Problem description — Pull every line containing "SyscallError" from the data.

Dataset records below:

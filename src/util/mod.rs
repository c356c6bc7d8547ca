mod fmt;
mod syscall;

pub mod panic;

pub use fmt::*;
pub use syscall::*;
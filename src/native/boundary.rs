use std::ffi::{CStr, CString};
use std::os::unix::ffi::OsStrExt;
use std::path::Path;

use libc::c_int;

use super::RawStat;
use crate::errno::{SyscallError, translate};
use crate::panic::{InternalConflictPanic, Panic};

/// Added to the errno by [`NativeBoundary::symlink_check`] so failures can't collide with the
/// boolean results.
pub const ERRNO_OFFSET: c_int = 1000;

/// The sentinel [`LibcBoundary`](super::LibcBoundary) reports when it can't honour its own
/// contract. Any negative value is treated the same way.
pub const INTERNAL_CONFLICT: c_int = -2;

/// A narrow, numeric interface to the native metadata calls.
///
/// Implementors must stick to the return code protocol documented on each method. Anything outside
/// of it is an internal conflict and makes the decoders panic.
pub trait NativeBoundary {
    /// Queries the metadata of `path`, following links when `no_follow` is 0.
    ///
    /// Returns 0 after filling `out`, a positive errno if the call failed or a negative value on an
    /// internal conflict. `out` is only meaningful after a 0.
    fn stat(&self, path: &CStr, no_follow: c_int, out: &mut RawStat) -> c_int;

    /// Checks whether `path` itself is a symbolic link.
    ///
    /// Returns 0 if it isn't, 1 if it is, `errno + ERRNO_OFFSET` if the call failed or a negative
    /// value on an internal conflict.
    fn symlink_check(&self, path: &CStr) -> c_int;
}

impl<B: NativeBoundary + ?Sized> NativeBoundary for &B {
    fn stat(&self, path: &CStr, no_follow: c_int, out: &mut RawStat) -> c_int {
        (**self).stat(path, no_follow, out)
    }

    fn symlink_check(&self, path: &CStr) -> c_int {
        (**self).symlink_check(path)
    }
}

/// Decodes the result of [`NativeBoundary::stat`].
///
/// # Panics
/// Panics with an [`InternalConflictPanic`] if `code` is negative.
pub fn decode_stat(code: c_int) -> Result<(), SyscallError> {
    match code {
        0 => Ok(()),
        errno if errno > 0 => Err(translate(errno)),
        _ => conflict("stat", code),
    }
}

/// Decodes the result of [`NativeBoundary::symlink_check`].
///
/// # Panics
/// Panics with an [`InternalConflictPanic`] if `code` is negative or falls between the boolean
/// results and [`ERRNO_OFFSET`].
pub fn decode_symlink(code: c_int) -> Result<bool, SyscallError> {
    match code {
        0 => Ok(false),
        1 => Ok(true),
        offset if offset > ERRNO_OFFSET => Err(translate(offset - ERRNO_OFFSET)),
        _ => conflict("symlink check", code),
    }
}

fn conflict(call: &str, code: c_int) -> ! {
    log::error!("native {call} returned {code}, which is outside of its contract");
    InternalConflictPanic.panic()
}

/// Converts a path into the NUL terminated form the kernel expects.
///
/// A path with an interior NUL byte can never name a file, so it fails with `EINVAL` without
/// reaching the boundary.
pub(crate) fn c_path(path: &Path) -> Result<CString, SyscallError> {
    CString::new(path.as_os_str().as_bytes()).map_err(|_| translate(libc::EINVAL))
}
use std::fmt::{self, Display, Formatter};

use super::{FileMetadata, Timestamp};

#[cfg(feature = "display")]
impl Display for Timestamp {
    /// Formats as `YYYY-MM-DD HH:MM:SS.nnnnnnnnn` in UTC.
    fn fmt(&self, f: &mut Formatter<'_>) -> fmt::Result {
        let utc = u32::try_from(self.nanos)
            .ok()
            .and_then(|nanos| chrono::DateTime::<chrono::Utc>::from_timestamp(self.secs, nanos));

        match utc {
            Some(utc) => write!(f, "{}", utc.format("%Y-%m-%d %H:%M:%S%.9f")),
            None => write!(f, "{}.{:09}", self.secs, self.nanos),
        }
    }
}

#[cfg(not(feature = "display"))]
impl Display for Timestamp {
    fn fmt(&self, f: &mut Formatter<'_>) -> fmt::Result {
        write!(f, "{}.{:09}", self.secs, self.nanos)
    }
}

impl Display for FileMetadata {
    fn fmt(&self, f: &mut Formatter<'_>) -> fmt::Result {
        let flags = &self.type_flags;

        writeln!(f, "Stat {} (", self.path.display())?;
        writeln!(f, "  device        : {}", self.device_id)?;
        writeln!(f, "  inode         : {}", self.inode)?;
        writeln!(f, "  protection    : {}", self.format_permissions())?;
        writeln!(f, "  hard links    : {}", self.link_count)?;
        writeln!(f, "  uid           : {}", self.owner_uid)?;
        writeln!(f, "  gid           : {}", self.owner_gid)?;
        writeln!(f, "  device type   : {}", self.format_device_type())?;
        writeln!(f, "  size          : {}", self.format_size())?;
        writeln!(f, "  block size    : {}", self.block_size)?;
        writeln!(f, "  blocks        : {}", self.block_count)?;
        writeln!(f, "  regular file? : {}", flags.regular)?;
        writeln!(f, "  directory?    : {}", flags.directory)?;
        writeln!(f, "  char device?  : {}", flags.char_device)?;
        writeln!(f, "  block device? : {}", flags.block_device)?;
        writeln!(f, "  fifo?         : {}", flags.fifo)?;
        writeln!(f, "  symlink?      : {}", flags.symlink)?;
        writeln!(f, "  socket?       : {}", flags.socket)?;
        writeln!(f, "  accessed      : {}", self.accessed)?;
        writeln!(f, "  modified      : {}", self.modified)?;
        writeln!(f, "  status change : {}", self.changed)?;
        write!(f, ")")
    }
}
/// Formats `value` with its digits grouped in threes, separated by commas.
pub fn group_thousands(value: u64) -> String {
    let digits = value.to_string();
    let mut grouped = String::with_capacity(digits.len() + digits.len() / 3);

    for (i, ch) in digits.chars().enumerate() {
        if i > 0 && (digits.len() - i) % 3 == 0 {
            grouped.push(',');
        }
        grouped.push(ch);
    }

    grouped
}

End of Dataset records.

Solution —
use crate::errno::{SyscallError, translate};
pub fn decode_stat(code: c_int) -> Result<(), SyscallError> {
pub fn decode_symlink(code: c_int) -> Result<bool, SyscallError> {
pub(crate) fn c_path(path: &Path) -> Result<CString, SyscallError> {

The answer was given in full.